Jean-Philippe Coullomb


 

    

    

    

    

Jean-Philippe Coullomb



vendredi 10 juillet 2020

Quand on a un GRAND président…



C'est de Richard Vassakos, celui de notre APHG-LR, dont il est question, évidemment. Qui aurait pu émettre une autre hypothèse, d'ailleurs ?
Il vient de signer une tribune dans le quotidien Le Monde : https://www.lemonde.fr/idees/article/2020/07/05/les-denominations-et-les-statues-n-ont-jamais-ete-aussi-politiques-qu-aujourd-hui_6045245_3232.html
Il faut reconnaître que ce n'est pas donné à toutes les associations. Bravo à lui pour son texte (partiellement accessible seulement car placé, du fait de sa qualité, en zone abonné) !

vendredi 3 juillet 2020

BONNES VACANCES !!!



L'APHG-LR souhaite d'excellentes vacances à tous les collègues, après une année dont l'étrangeté restera dans toutes les mémoires.
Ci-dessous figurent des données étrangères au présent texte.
//! Mini-map overlay

use bevy::prelude::*;

use portfolio::village::layout::LANDMARKS;

use crate::game::{DayNight, Village};
use super::{HudState, HudUI};

/// Map frame (top right)
#[derive(Component)]
pub struct MiniMapRoot;

/// Clickable landmark marker
#[derive(Component)]
pub struct MapMarkerButton(pub &'static str);

/// Player arrow
#[derive(Component)]
pub struct PlayerDot;

/// Current zone name under the map
#[derive(Component)]
pub struct MiniMapCaption;

/// Scale bar, shown when expanded
#[derive(Component)]
pub struct ScaleBar;

pub fn setup_minimap(mut commands: Commands, hud: Res<HudState>) {
    let size = hud.minimap.size();

    commands.spawn((
        Node {
            position_type: PositionType::Absolute,
            top: Val::Px(16.0),
            right: Val::Px(16.0),
            flex_direction: FlexDirection::Column,
            align_items: AlignItems::Center,
            ..default()
        },
        HudUI,
    )).with_children(|parent| {
        parent.spawn((
            Node {
                width: Val::Px(size),
                height: Val::Px(size),
                border: UiRect::all(Val::Px(2.0)),
                ..default()
            },
            BorderColor(Color::srgb(1.0, 0.55, 0.1)),
            BackgroundColor(Color::srgba(0.05, 0.08, 0.05, 0.75)),
            MiniMapRoot,
        )).with_children(|map| {
            for landmark in LANDMARKS.iter() {
                map.spawn((
                    Button,
                    Node {
                        position_type: PositionType::Absolute,
                        ..default()
                    },
                    BackgroundColor(Color::WHITE),
                    MapMarkerButton(landmark.id),
                ));
            }

            map.spawn((
                Node {
                    position_type: PositionType::Absolute,
                    width: Val::Px(6.0),
                    height: Val::Px(6.0),
                    ..default()
                },
                BackgroundColor(Color::srgb(1.0, 0.2, 0.2)),
                PlayerDot,
            ));

            map.spawn((
                Node {
                    position_type: PositionType::Absolute,
                    bottom: Val::Px(6.0),
                    left: Val::Px(6.0),
                    width: Val::Px(40.0),
                    height: Val::Px(2.0),
                    display: Display::None,
                    ..default()
                },
                BackgroundColor(Color::WHITE),
                ScaleBar,
            ));
        });

        parent.spawn((
            Text::new(""),
            TextFont {
                font_size: 14.0,
                ..default()
            },
            TextColor(Color::WHITE),
            Node {
                margin: UiRect::top(Val::Px(6.0)),
                ..default()
            },
            MiniMapCaption,
        ));
    });
}

/// Lay out markers and the player arrow from the current snapshot.
pub fn update_minimap(
    village: Res<Village>,
    day_night: Res<DayNight>,
    mut hud: ResMut<HudState>,
    mut root: Query<&mut Node, (With<MiniMapRoot>, Without<MapMarkerButton>, Without<PlayerDot>, Without<ScaleBar>)>,
    mut markers: Query<(&MapMarkerButton, &mut Node, &mut BackgroundColor, &mut Transform), (Without<MiniMapRoot>, Without<PlayerDot>)>,
    mut player: Query<(&mut Node, &mut Transform), (With<PlayerDot>, Without<MiniMapRoot>, Without<MapMarkerButton>)>,
    mut scale: Query<&mut Node, (With<ScaleBar>, Without<MiniMapRoot>, Without<MapMarkerButton>, Without<PlayerDot>)>,
    mut caption: Query<&mut Text, With<MiniMapCaption>>,
) {
    if hud.minimap.theme() != day_night.theme {
        hud.minimap.set_theme(day_night.theme);
    }

    let snapshot = village.controller.state();
    let frame = hud.minimap.render(&snapshot, &LANDMARKS, village.controller.current_location());

    if let Ok(mut node) = root.get_single_mut() {
        node.width = Val::Px(frame.size);
        node.height = Val::Px(frame.size);
    }

    for (button, mut node, mut color, mut transform) in markers.iter_mut() {
        let Some(marker) = frame.markers.iter().find(|m| m.id == button.0) else {
            continue;
        };
        let edge = if marker.active { marker.size * 1.5 } else { marker.size };
        let shift = (edge - marker.size) / 2.0;
        node.left = Val::Px(marker.left - shift);
        node.top = Val::Px(marker.top - shift);
        node.width = Val::Px(edge);
        node.height = Val::Px(edge);
        color.0 = Srgba::hex(marker.color).map(Color::from).unwrap_or(Color::WHITE);
        transform.rotation = Quat::from_rotation_z(-marker.rotation_deg.to_radians());
    }

    if let Ok((mut node, mut transform)) = player.get_single_mut() {
        node.left = Val::Px(frame.player.left);
        node.top = Val::Px(frame.player.top);
        transform.rotation = Quat::from_rotation_z(-frame.player.rotation);
    }

    if let Ok(mut node) = scale.get_single_mut() {
        node.display = if frame.show_scale { Display::Flex } else { Display::None };
    }

    if let Ok(mut text) = caption.get_single_mut() {
        let label = frame.caption.unwrap_or("");
        if text.as_str() != label {
            **text = label.to_string();
        }
    }
}

/// Clicking a marker opens that location's panel.
pub fn handle_marker_clicks(
    time: Res<Time>,
    mut hud: ResMut<HudState>,
    interactions: Query<(&Interaction, &MapMarkerButton), Changed<Interaction>>,
) {
    for (interaction, button) in interactions.iter() {
        if *interaction == Interaction::Pressed {
            hud.panel.select(button.0, time.elapsed_secs());
        }
    }
}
Seront-elles "apprenantes" ? Avant que l'Education Nationale n'invente la formule, les enseignants d'HG ont toujours eu l'oeil en éveil, en pensant à leur métier et à leur plaisir, car la culture historique et géographique est un plaisir, devant tout ce qui peut y faire écho. Alors, n'oubliez pas de vous reposer et de vous changer les idées !


Bonnes vacances à toutes et à tous !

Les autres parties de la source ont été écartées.